Task goal: Within the records below, how many lines contain "canonicalize"? The answer is that number alone.

The data:
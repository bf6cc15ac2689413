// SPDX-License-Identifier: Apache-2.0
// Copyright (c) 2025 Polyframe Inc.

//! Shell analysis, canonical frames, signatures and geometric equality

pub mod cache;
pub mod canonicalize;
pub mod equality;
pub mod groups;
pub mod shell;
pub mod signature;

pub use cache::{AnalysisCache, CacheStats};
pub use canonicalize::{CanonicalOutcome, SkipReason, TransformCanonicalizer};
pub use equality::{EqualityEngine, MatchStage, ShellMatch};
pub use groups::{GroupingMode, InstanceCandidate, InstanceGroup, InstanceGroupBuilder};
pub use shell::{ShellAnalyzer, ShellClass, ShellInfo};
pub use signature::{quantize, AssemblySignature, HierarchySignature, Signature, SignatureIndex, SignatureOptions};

Your response: 2